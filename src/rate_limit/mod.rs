//! Rate limiting module
//!
//! Per-identity fixed-window counting held in memory:
//!
//! - [`RateLimitPolicy`]: `max_requests` per window, parsed from `<N>-<S|M|H|D>`
//! - [`WindowStore`]: sharded identity -> window map, built by the bootstrap
//!   code and handed to the limiter
//! - [`RateLimiter`]: the increment-or-reset algorithm
//! - `X-RateLimit-*` response headers
//!
//! # Example
//!
//! ```rust
//! use expense_tracker::clock::SystemClock;
//! use expense_tracker::rate_limit::{RateLimiter, WindowStore};
//! use std::sync::Arc;
//!
//! let store = Arc::new(WindowStore::new());
//! let limiter = RateLimiter::new(store, "10-M".parse().unwrap(), Arc::new(SystemClock));
//!
//! let decision = limiter.admit("user-123").unwrap();
//! assert!(decision.allowed);
//! assert_eq!(decision.remaining, 9);
//! ```

pub mod headers;
pub mod limiter;
pub mod store;
pub mod types;

// Re-export commonly used types
pub use headers::apply_rate_limit_headers;
pub use limiter::{spawn_window_sweeper, RateLimiter};
pub use store::WindowStore;
pub use types::{RateLimitDecision, RateLimitPolicy, Window, WindowUnit};
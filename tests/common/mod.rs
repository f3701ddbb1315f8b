#![allow(dead_code)]

use axum::{
    body::{to_bytes, Body},
    http::{header, Method, Request, Response},
    Router,
};
use chrono::{DateTime, TimeZone, Utc};
use expense_tracker::{
    auth::Identity,
    clock::ManualClock,
    config::ServiceConfig,
    AppContext,
};
use jsonwebtoken::{encode, EncodingKey, Header};
use secrecy::Secret;
use serde_json::Value;
use std::sync::Arc;
use tower::ServiceExt;

pub const SECRET: &str = "integration-test-secret";
pub const START: i64 = 1_700_000_000;

pub fn start() -> DateTime<Utc> {
    Utc.timestamp_opt(START, 0).unwrap()
}

pub struct TestApp {
    pub app: Router,
    pub clock: ManualClock,
    pub context: AppContext,
}

impl TestApp {
    pub fn new(policy: &str) -> Self {
        let mut config = ServiceConfig::default();
        config.rate_limit.policy = policy.to_string();
        Self::with_config(config)
    }

    pub fn with_config(config: ServiceConfig) -> Self {
        let clock = ManualClock::new(start());
        let secret = Secret::new(SECRET.to_string());
        let context = AppContext::new(config, &secret, Arc::new(clock.clone())).unwrap();

        Self {
            app: context.router(),
            clock,
            context,
        }
    }

    /// Token for `sub` issued by the service itself
    pub fn token(&self, sub: &str) -> String {
        self.context.state.issuer.issue(&Identity::new(sub)).unwrap()
    }

    pub async fn send(&self, request: Request<Body>) -> Response<Body> {
        self.app.clone().oneshot(request).await.unwrap()
    }
}

/// Sign arbitrary claims with the shared test secret
pub fn sign(claims: &Value) -> String {
    encode(
        &Header::default(),
        claims,
        &EncodingKey::from_secret(SECRET.as_bytes()),
    )
    .unwrap()
}

pub fn request(method: Method, uri: &str, token: Option<&str>, body: Option<Value>) -> Request<Body> {
    let mut builder = Request::builder().method(method).uri(uri);
    if let Some(token) = token {
        builder = builder.header(header::AUTHORIZATION, format!("Bearer {}", token));
    }
    match body {
        Some(body) => builder
            .header(header::CONTENT_TYPE, "application/json")
            .body(Body::from(body.to_string()))
            .unwrap(),
        None => builder.body(Body::empty()).unwrap(),
    }
}

pub fn get(uri: &str, token: Option<&str>) -> Request<Body> {
    request(Method::GET, uri, token, None)
}

pub async fn body_json(response: Response<Body>) -> Value {
    let bytes = to_bytes(response.into_body(), usize::MAX).await.unwrap();
    serde_json::from_slice(&bytes).unwrap()
}

pub fn header_value<'a>(response: &'a Response<Body>, name: &str) -> Option<&'a str> {
    response.headers().get(name).and_then(|v| v.to_str().ok())
}
use anyhow::Context;
use expense_tracker::{config::ServiceConfig, init_tracing, run};
use std::env;

#[tokio::main]
async fn main() -> anyhow::Result<()> {
    // Config file path from the command line; a missing file means defaults
    let config_path = env::args()
        .nth(1)
        .unwrap_or_else(|| "config/service.yaml".to_string());

    let config = ServiceConfig::load(&config_path)
        .with_context(|| format!("failed to load configuration from {}", config_path))?;
    config.validate().context("invalid configuration")?;

    init_tracing(config.logging.format)?;

    run(config).await?;
    Ok(())
}
use super::{Expense, ExpenseFilter, ExpenseRepository, User, UserRepository};
use crate::error::{Result, ServiceError};
use async_trait::async_trait;
use dashmap::mapref::entry::Entry;
use dashmap::DashMap;
use std::collections::BTreeMap;
use tracing::debug;
use uuid::Uuid;

/// Users keyed by user name
#[derive(Default)]
pub struct InMemoryUserRepository {
    users: DashMap<String, User>,
}

impl InMemoryUserRepository {
    pub fn new() -> Self {
        Self::default()
    }
}

#[async_trait]
impl UserRepository for InMemoryUserRepository {
    async fn create(&self, user: User) -> Result<User> {
        match self.users.entry(user.user_name.clone()) {
            Entry::Occupied(_) => Err(ServiceError::Conflict(format!(
                "user name '{}' is already taken",
                user.user_name
            ))),
            Entry::Vacant(slot) => {
                debug!(user_id = %user.user_id, "Stored user");
                Ok(slot.insert(user).clone())
            }
        }
    }

    async fn find_by_name(&self, user_name: &str) -> Result<Option<User>> {
        Ok(self.users.get(user_name).map(|u| u.value().clone()))
    }
}

/// Expenses keyed by id
#[derive(Default)]
pub struct InMemoryExpenseRepository {
    expenses: DashMap<Uuid, Expense>,
}

impl InMemoryExpenseRepository {
    pub fn new() -> Self {
        Self::default()
    }

    fn matching(&self, filter: &ExpenseFilter) -> Vec<Expense> {
        let mut found: Vec<Expense> = self
            .expenses
            .iter()
            .filter(|e| filter.matches(e.value()))
            .map(|e| e.value().clone())
            .collect();
        found.sort_by(|a, b| a.timestamp.cmp(&b.timestamp).then(a.id.cmp(&b.id)));
        found
    }
}

#[async_trait]
impl ExpenseRepository for InMemoryExpenseRepository {
    async fn insert(&self, expense: Expense) -> Result<Expense> {
        self.expenses.insert(expense.id, expense.clone());
        Ok(expense)
    }

    async fn get(&self, user_id: &str, id: Uuid) -> Result<Option<Expense>> {
        Ok(self
            .expenses
            .get(&id)
            .filter(|e| e.user_id == user_id)
            .map(|e| e.value().clone()))
    }

    async fn update(&self, expense: Expense) -> Result<Option<Expense>> {
        match self.expenses.get_mut(&expense.id) {
            Some(mut existing) if existing.user_id == expense.user_id => {
                *existing = expense.clone();
                Ok(Some(expense))
            }
            _ => Ok(None),
        }
    }

    async fn delete(&self, user_id: &str, id: Uuid) -> Result<bool> {
        Ok(self
            .expenses
            .remove_if(&id, |_, e| e.user_id == user_id)
            .is_some())
    }

    async fn list(&self, filter: &ExpenseFilter) -> Result<Vec<Expense>> {
        Ok(self
            .matching(filter)
            .into_iter()
            .skip(filter.offset)
            .take(filter.limit)
            .collect())
    }

    async fn summarize(&self, filter: &ExpenseFilter) -> Result<BTreeMap<String, f64>> {
        let mut totals = BTreeMap::new();
        for expense in self.matching(filter) {
            *totals.entry(expense.category).or_insert(0.0) += expense.amount;
        }
        Ok(totals)
    }
}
#####
* _Problem details_
When you answer, return each line of the material exactly as it was written.

* _Output of the task_
filename src/rate_limit/mod.rs
//! Rate limiting module
//!
//! Per-identity fixed-window counting held in memory:
//!
//! - [`RateLimitPolicy`]: `max_requests` per window, parsed from `<N>-<S|M|H|D>`
//! - [`WindowStore`]: sharded identity -> window map, built by the bootstrap
//!   code and handed to the limiter
//! - [`RateLimiter`]: the increment-or-reset algorithm
//! - `X-RateLimit-*` response headers
//!
//! # Example
//!
//! ```rust
//! use expense_tracker::clock::SystemClock;
//! use expense_tracker::rate_limit::{RateLimiter, WindowStore};
//! use std::sync::Arc;
//!
//! let store = Arc::new(WindowStore::new());
//! let limiter = RateLimiter::new(store, "10-M".parse().unwrap(), Arc::new(SystemClock));
//!
//! let decision = limiter.admit("user-123").unwrap();
//! assert!(decision.allowed);
//! assert_eq!(decision.remaining, 9);
//! ```

pub mod headers;
pub mod limiter;
pub mod store;
pub mod types;

// Re-export commonly used types
pub use headers::apply_rate_limit_headers;
pub use limiter::{spawn_window_sweeper, RateLimiter};
pub use store::WindowStore;
pub use types::{RateLimitDecision, RateLimitPolicy, Window, WindowUnit};
filename tests/common/mod.rs
repository f3701ddbb1315f8b
#![allow(dead_code)]

use axum::{
    body::{to_bytes, Body},
    http::{header, Method, Request, Response},
    Router,
};
use chrono::{DateTime, TimeZone, Utc};
use expense_tracker::{
    auth::Identity,
    clock::ManualClock,
    config::ServiceConfig,
    AppContext,
};
use jsonwebtoken::{encode, EncodingKey, Header};
use secrecy::Secret;
use serde_json::Value;
use std::sync::Arc;
use tower::ServiceExt;

pub const SECRET: &str = "integration-test-secret";
pub const START: i64 = 1_700_000_000;

pub fn start() -> DateTime<Utc> {
    Utc.timestamp_opt(START, 0).unwrap()
}

pub struct TestApp {
    pub app: Router,
    pub clock: ManualClock,
    pub context: AppContext,
}

impl TestApp {
    pub fn new(policy: &str) -> Self {
        let mut config = ServiceConfig::default();
        config.rate_limit.policy = policy.to_string();
        Self::with_config(config)
    }

    pub fn with_config(config: ServiceConfig) -> Self {
        let clock = ManualClock::new(start());
        let secret = Secret::new(SECRET.to_string());
        let context = AppContext::new(config, &secret, Arc::new(clock.clone())).unwrap();

        Self {
            app: context.router(),
            clock,
            context,
        }
    }

    /// Token for `sub` issued by the service itself
    pub fn token(&self, sub: &str) -> String {
        self.context.state.issuer.issue(&Identity::new(sub)).unwrap()
    }

    pub async fn send(&self, request: Request<Body>) -> Response<Body> {
        self.app.clone().oneshot(request).await.unwrap()
    }
}

/// Sign arbitrary claims with the shared test secret
pub fn sign(claims: &Value) -> String {
    encode(
        &Header::default(),
        claims,
        &EncodingKey::from_secret(SECRET.as_bytes()),
    )
    .unwrap()
}

pub fn request(method: Method, uri: &str, token: Option<&str>, body: Option<Value>) -> Request<Body> {
    let mut builder = Request::builder().method(method).uri(uri);
    if let Some(token) = token {
        builder = builder.header(header::AUTHORIZATION, format!("Bearer {}", token));
    }
    match body {
        Some(body) => builder
            .header(header::CONTENT_TYPE, "application/json")
            .body(Body::from(body.to_string()))
            .unwrap(),
        None => builder.body(Body::empty()).unwrap(),
    }
}

pub fn get(uri: &str, token: Option<&str>) -> Request<Body> {
    request(Method::GET, uri, token, None)
}

pub async fn body_json(response: Response<Body>) -> Value {
    let bytes = to_bytes(response.into_body(), usize::MAX).await.unwrap();
    serde_json::from_slice(&bytes).unwrap()
}

pub fn header_value<'a>(response: &'a Response<Body>, name: &str) -> Option<&'a str> {
    response.headers().get(name).and_then(|v| v.to_str().ok())
}
use anyhow::Context;
use expense_tracker::{config::ServiceConfig, init_tracing, run};
use std::env;

#[tokio::main]
async fn main() -> anyhow::Result<()> {
    // Config file path from the command line; a missing file means defaults
    let config_path = env::args()
        .nth(1)
        .unwrap_or_else(|| "config/service.yaml".to_string());

    let config = ServiceConfig::load(&config_path)
        .with_context(|| format!("failed to load configuration from {}", config_path))?;
    config.validate().context("invalid configuration")?;

    init_tracing(config.logging.format)?;

    run(config).await?;
    Ok(())
}
use super::{Expense, ExpenseFilter, ExpenseRepository, User, UserRepository};
use crate::error::{Result, ServiceError};
use async_trait::async_trait;
use dashmap::mapref::entry::Entry;
use dashmap::DashMap;
use std::collections::BTreeMap;
use tracing::debug;
use uuid::Uuid;

/// Users keyed by user name
#[derive(Default)]
pub struct InMemoryUserRepository {
    users: DashMap<String, User>,
}

impl InMemoryUserRepository {
    pub fn new() -> Self {
        Self::default()
    }
}

#[async_trait]
impl UserRepository for InMemoryUserRepository {
    async fn create(&self, user: User) -> Result<User> {
        match self.users.entry(user.user_name.clone()) {
            Entry::Occupied(_) => Err(ServiceError::Conflict(format!(
                "user name '{}' is already taken",
                user.user_name
            ))),
            Entry::Vacant(slot) => {
                debug!(user_id = %user.user_id, "Stored user");
                Ok(slot.insert(user).clone())
            }
        }
    }

    async fn find_by_name(&self, user_name: &str) -> Result<Option<User>> {
        Ok(self.users.get(user_name).map(|u| u.value().clone()))
    }
}

/// Expenses keyed by id
#[derive(Default)]
pub struct InMemoryExpenseRepository {
    expenses: DashMap<Uuid, Expense>,
}

impl InMemoryExpenseRepository {
    pub fn new() -> Self {
        Self::default()
    }

    fn matching(&self, filter: &ExpenseFilter) -> Vec<Expense> {
        let mut found: Vec<Expense> = self
            .expenses
            .iter()
            .filter(|e| filter.matches(e.value()))
            .map(|e| e.value().clone())
            .collect();
        found.sort_by(|a, b| a.timestamp.cmp(&b.timestamp).then(a.id.cmp(&b.id)));
        found
    }
}

#[async_trait]
impl ExpenseRepository for InMemoryExpenseRepository {
    async fn insert(&self, expense: Expense) -> Result<Expense> {
        self.expenses.insert(expense.id, expense.clone());
        Ok(expense)
    }

    async fn get(&self, user_id: &str, id: Uuid) -> Result<Option<Expense>> {
        Ok(self
            .expenses
            .get(&id)
            .filter(|e| e.user_id == user_id)
            .map(|e| e.value().clone()))
    }

    async fn update(&self, expense: Expense) -> Result<Option<Expense>> {
        match self.expenses.get_mut(&expense.id) {
            Some(mut existing) if existing.user_id == expense.user_id => {
                *existing = expense.clone();
                Ok(Some(expense))
            }
            _ => Ok(None),
        }
    }

    async fn delete(&self, user_id: &str, id: Uuid) -> Result<bool> {
        Ok(self
            .expenses
            .remove_if(&id, |_, e| e.user_id == user_id)
            .is_some())
    }

    async fn list(&self, filter: &ExpenseFilter) -> Result<Vec<Expense>> {
        Ok(self
            .matching(filter)
            .into_iter()
            .skip(filter.offset)
            .take(filter.limit)
            .collect())
    }

    async fn summarize(&self, filter: &ExpenseFilter) -> Result<BTreeMap<String, f64>> {
        let mut totals = BTreeMap::new();
        for expense in self.matching(filter) {
            *totals.entry(expense.category).or_insert(0.0) += expense.amount;
        }
        Ok(totals)
    }
}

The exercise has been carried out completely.